───── DATA SHOWN ─────

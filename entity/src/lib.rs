//! SeaORM entity models for the campaign database.

pub mod prelude;

pub mod bot_config;
pub mod dossier;
pub mod medal;
pub mod player;
pub mod player_upgrade;
pub mod statistic;
pub mod unit;
//! Runtime bot settings.
//!
//! Settings are loaded from the `bot_config` table at startup, shared between the queue
//! consumer and admin operations through [`SharedSettings`], mutated in place, and written
//! back explicitly when the bot shuts down.

use serde::{Deserialize, Serialize};
use serde_json::{Map, Value};
use std::{collections::BTreeMap, sync::Arc};
use tokio::sync::RwLock;

/// Settings shared between the queue consumer and admin operations.
pub type SharedSettings = Arc<RwLock<BotSettings>>;

/// Channel configuration stored under the `BOT_CONFIG` key.
#[derive(Debug, Clone, Default, PartialEq, Serialize, Deserialize)]
pub struct ChannelConfig {
    /// Channel where dossier messages are posted.
    #[serde(default, skip_serializing_if = "Option::is_none")]
    pub dossier_channel_id: Option<u64>,
    /// Channel where statistics messages are posted.
    #[serde(default, skip_serializing_if = "Option::is_none")]
    pub statistics_channel_id: Option<u64>,
    /// Keys this bot does not interpret, kept so they survive a save.
    #[serde(flatten)]
    pub extra: Map<String, Value>,
}

/// Medal name to three-part emoji token mapping, stored under the `MEDAL_EMOTES` key.
///
/// Each medal is drawn from a left, center and right custom emoji placed side by side.
#[derive(Debug, Clone, Default, PartialEq, Serialize, Deserialize)]
#[serde(transparent)]
pub struct MedalEmotes(BTreeMap<String, [String; 3]>);

impl MedalEmotes {
    pub fn new() -> Self {
        Self::default()
    }

    /// Rendered emoji token for a medal, or `None` if the medal has no emotes.
    pub fn token(&self, medal: &str) -> Option<String> {
        self.0.get(medal).map(|parts| parts.concat())
    }

    pub fn contains(&self, medal: &str) -> bool {
        self.0.contains_key(medal)
    }

    pub fn insert(&mut self, medal: impl Into<String>, parts: [String; 3]) {
        self.0.insert(medal.into(), parts);
    }

    pub fn remove(&mut self, medal: &str) -> bool {
        self.0.remove(medal).is_some()
    }

    pub fn len(&self) -> usize {
        self.0.len()
    }

    pub fn is_empty(&self) -> bool {
        self.0.is_empty()
    }
}

impl FromIterator<(String, [String; 3])> for MedalEmotes {
    fn from_iter<I: IntoIterator<Item = (String, [String; 3])>>(iter: I) -> Self {
        Self(iter.into_iter().collect())
    }
}

/// All persisted bot settings.
#[derive(Debug, Clone, Default, PartialEq)]
pub struct BotSettings {
    pub channels: ChannelConfig,
    pub medal_emotes: MedalEmotes,
}

impl BotSettings {
    pub fn new(channels: ChannelConfig, medal_emotes: MedalEmotes) -> Self {
        Self {
            channels,
            medal_emotes,
        }
    }

    pub fn into_shared(self) -> SharedSettings {
        Arc::new(RwLock::new(self))
    }

    pub fn dossier_channel_id(&self) -> Option<u64> {
        self.channels.dossier_channel_id
    }

    pub fn statistics_channel_id(&self) -> Option<u64> {
        self.channels.statistics_channel_id
    }

    pub fn set_dossier_channel(&mut self, channel_id: Option<u64>) {
        self.channels.dossier_channel_id = channel_id;
    }

    pub fn set_statistics_channel(&mut self, channel_id: Option<u64>) {
        self.channels.statistics_channel_id = channel_id;
    }

    pub fn set_medal_emote(&mut self, medal: impl Into<String>, parts: [String; 3]) {
        self.medal_emotes.insert(medal, parts);
    }

    /// Returns `true` if the medal had emotes configured.
    pub fn remove_medal_emote(&mut self, medal: &str) -> bool {
        self.medal_emotes.remove(medal)
    }
}
use sea_orm::DatabaseConnection;
use serenity::all::{Context, EventHandler, Ready, ShardManager};
use serenity::async_trait;
use serenity::prelude::TypeMapKey;
use std::sync::Arc;
use tokio::sync::{oneshot, Mutex};

use crate::{
    model::settings::SharedSettings,
    queue::{consumer::ConsumerExit, ConsumerConfig, TaskQueue, TaskReceiver},
};

pub mod ready;

/// Key for the client's shard manager in the serenity type map.
pub struct ShardManagerContainer;

impl TypeMapKey for ShardManagerContainer {
    type Value = Arc<ShardManager>;
}

/// Everything the queue consumer needs apart from the Discord connection.
pub struct ConsumerParts {
    pub db: DatabaseConnection,
    pub settings: SharedSettings,
    pub queue: TaskQueue,
    pub receiver: TaskReceiver,
    pub config: ConsumerConfig,
    pub owner_id: u64,
    /// Receives how the consumer loop ended.
    pub exit: oneshot::Sender<ConsumerExit>,
}

/// Discord bot event handler
pub struct Handler {
    /// Taken by the first ready event; reconnects find it empty.
    consumer: Mutex<Option<ConsumerParts>>,
}

impl Handler {
    pub fn new(consumer: ConsumerParts) -> Self {
        Self {
            consumer: Mutex::new(Some(consumer)),
        }
    }
}

#[async_trait]
impl EventHandler for Handler {
    /// Called when the bot is ready and connected to Discord
    async fn ready(&self, ctx: Context, ready: Ready) {
        ready::handle_ready(&self.consumer, ctx, ready).await;
    }
}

─────

> _EXERCISE AIM_: Retype exactly the lines from the start of the entries through the one with "pub struct ChannelConfig"; include both ends.

> _SOLVED PROBLEM_:
filename entity/src/lib.rs
//! SeaORM entity models for the campaign database.

pub mod prelude;

pub mod bot_config;
pub mod dossier;
pub mod medal;
pub mod player;
pub mod player_upgrade;
pub mod statistic;
pub mod unit;
//! Runtime bot settings.
//!
//! Settings are loaded from the `bot_config` table at startup, shared between the queue
//! consumer and admin operations through [`SharedSettings`], mutated in place, and written
//! back explicitly when the bot shuts down.

use serde::{Deserialize, Serialize};
use serde_json::{Map, Value};
use std::{collections::BTreeMap, sync::Arc};
use tokio::sync::RwLock;

/// Settings shared between the queue consumer and admin operations.
pub type SharedSettings = Arc<RwLock<BotSettings>>;

/// Channel configuration stored under the `BOT_CONFIG` key.
#[derive(Debug, Clone, Default, PartialEq, Serialize, Deserialize)]
pub struct ChannelConfig {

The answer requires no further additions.